Eco-efficiency of disposable and reusable surgical instruments

In recent years, the rising costs and infection control lead to an increasing use of disposable surgical instruments in daily hospital practices. Environmental impacts have risen as a result across the life cycle of plastic or stainless steel disposables. Compared with the conventional reusable products, different qualities and quantities of disposable scissors have to be taken into account. An eco-efficiency analysis can shed some light for the potential contribution of those products towards a sustainable development.

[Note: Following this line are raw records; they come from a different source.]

//! Block-device access layer
//!
//! Disks are registered under a driver name and addressed by that name,
//! the way the card's driver is reached as `"SD"`. The registry tracks
//! which disks have been initialized and answers geometry queries.

use std::collections::BTreeMap;
use std::io::{self, Read, Seek, Write};

use log::debug;

use crate::{Result, SdBenchError};

pub mod image;
#[cfg(test)]
pub(crate) mod fault;

pub use image::{ImageDisk, MemoryDisk, SECTOR_SIZE};

/// A sector-addressed storage medium exposed as a byte stream
///
/// The stream view is what the FAT layer consumes; the geometry methods
/// back the ioctl queries.
pub trait BlockDevice: Read + Write + Seek {
    /// Bring the medium up; fails when no medium is present
    fn init(&mut self) -> io::Result<()>;

    /// Number of addressable sectors
    fn sector_count(&self) -> io::Result<u32>;

    /// Size of one sector in bytes
    fn sector_size(&self) -> u32;

    /// Flush cached writes to the medium
    fn sync(&mut self) -> io::Result<()>;
}

/// Control requests understood by [`DiskAccess::ioctl`]
#[derive(Debug, Clone, Copy, PartialEq, Eq)]
pub enum DiskIoctl {
    GetSectorCount,
    GetSectorSize,
    CtrlSync,
}

struct DiskSlot {
    device: Box<dyn BlockDevice>,
    initialized: bool,
}

/// Named registry of block devices
#[derive(Default)]
pub struct DiskAccess {
    disks: BTreeMap<String, DiskSlot>,
}

impl DiskAccess {
    pub fn new() -> Self {
        Self::default()
    }

    /// Register `device` under `name`, replacing any previous device
    pub fn register(&mut self, name: impl Into<String>, device: impl BlockDevice + 'static) {
        self.disks.insert(
            name.into(),
            DiskSlot {
                device: Box::new(device),
                initialized: false,
            },
        );
    }

    pub fn is_initialized(&self, name: &str) -> bool {
        self.disks.get(name).map(|s| s.initialized).unwrap_or(false)
    }

    /// Initialize the disk registered as `name`
    pub fn init(&mut self, name: &str) -> Result<()> {
        let slot = self.slot_mut(name)?;
        slot.device.init().map_err(|e| driver_error(name, e))?;
        slot.initialized = true;
        debug!("disk {} initialized", name);
        Ok(())
    }

    /// Query or control an initialized disk
    pub fn ioctl(&mut self, name: &str, cmd: DiskIoctl) -> Result<u32> {
        let slot = self.slot_mut(name)?;
        if !slot.initialized {
            return Err(SdBenchError::Driver {
                disk: name.to_string(),
                message: "disk not initialized".to_string(),
            });
        }
        match cmd {
            DiskIoctl::GetSectorCount => slot
                .device
                .sector_count()
                .map_err(|e| driver_error(name, e)),
            DiskIoctl::GetSectorSize => Ok(slot.device.sector_size()),
            DiskIoctl::CtrlSync => {
                slot.device.sync().map_err(|e| driver_error(name, e))?;
                Ok(0)
            }
        }
    }

    /// Hand the device to a filesystem, initializing it first if needed
    pub fn volume(&mut self, name: &str) -> Result<&mut (dyn BlockDevice + 'static)> {
        if !self.is_initialized(name) {
            self.init(name)?;
        }
        let slot = self.slot_mut(name)?;
        Ok(slot.device.as_mut())
    }

    fn slot_mut(&mut self, name: &str) -> Result<&mut DiskSlot> {
        self.disks.get_mut(name).ok_or_else(|| SdBenchError::Driver {
            disk: name.to_string(),
            message: "no such disk".to_string(),
        })
    }
}

fn driver_error(name: &str, err: io::Error) -> SdBenchError {
    SdBenchError::Driver {
        disk: name.to_string(),
        message: err.to_string(),
    }
}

Disposable scissors made of either stainless steel or fibre-reinforced plastic were compared with reusable stainless steel scissors for 4,500 use cycles of surgical scissors used in Germany. A screening life cycle assessment (LCA) and a life cycle costing were performed by following ISO 14040 procedure and total cost of ownership (TCO) from a customer perspective, respectively. Subsequently, their results were used to conduct an eco-efficiency analysis.

Results and discussion

The screening LCA showed a clear ranking regarding the environmental impacts of the three types of scissors. The impacts of the disposable steel product exceeds those of the two others by 80 % (disposable plastic scissors) and 99 % (reusable steel scissors), respectively. Differences in TCO were smaller, however, revealing significant economic advantages of the reusable stainless steel product under the constraints and assumptions of this case study. Accordingly, the reusable stainless steel product was revealed as the most eco-efficient choice. It was followed by the plastic scissors which turned out to be significantly more environmentally sound than the disposable stainless steel scissors but also more cost-intensive.


The overall results of the study prove to be robust against variations of critical parameters for the prescribed case study. The sensitivity analyses were also conducted for LCA and TCO results. LCA results are shown to be reliable throughout all assumptions and data uncertainties. TCO results are more dependent on the choice of case study parameters whereby the price of the disposable products can severely influence the comparison of the stainless steel and the plastic scissors. The costs related to the sterilization of the reusable product are strongly case-specific and can reduce the economic benefit of the reusable scissors to zero. Differences in environmental and economic break-even analyses underline the comparatively high share of externalized environmental costs in the case of the disposable steel product.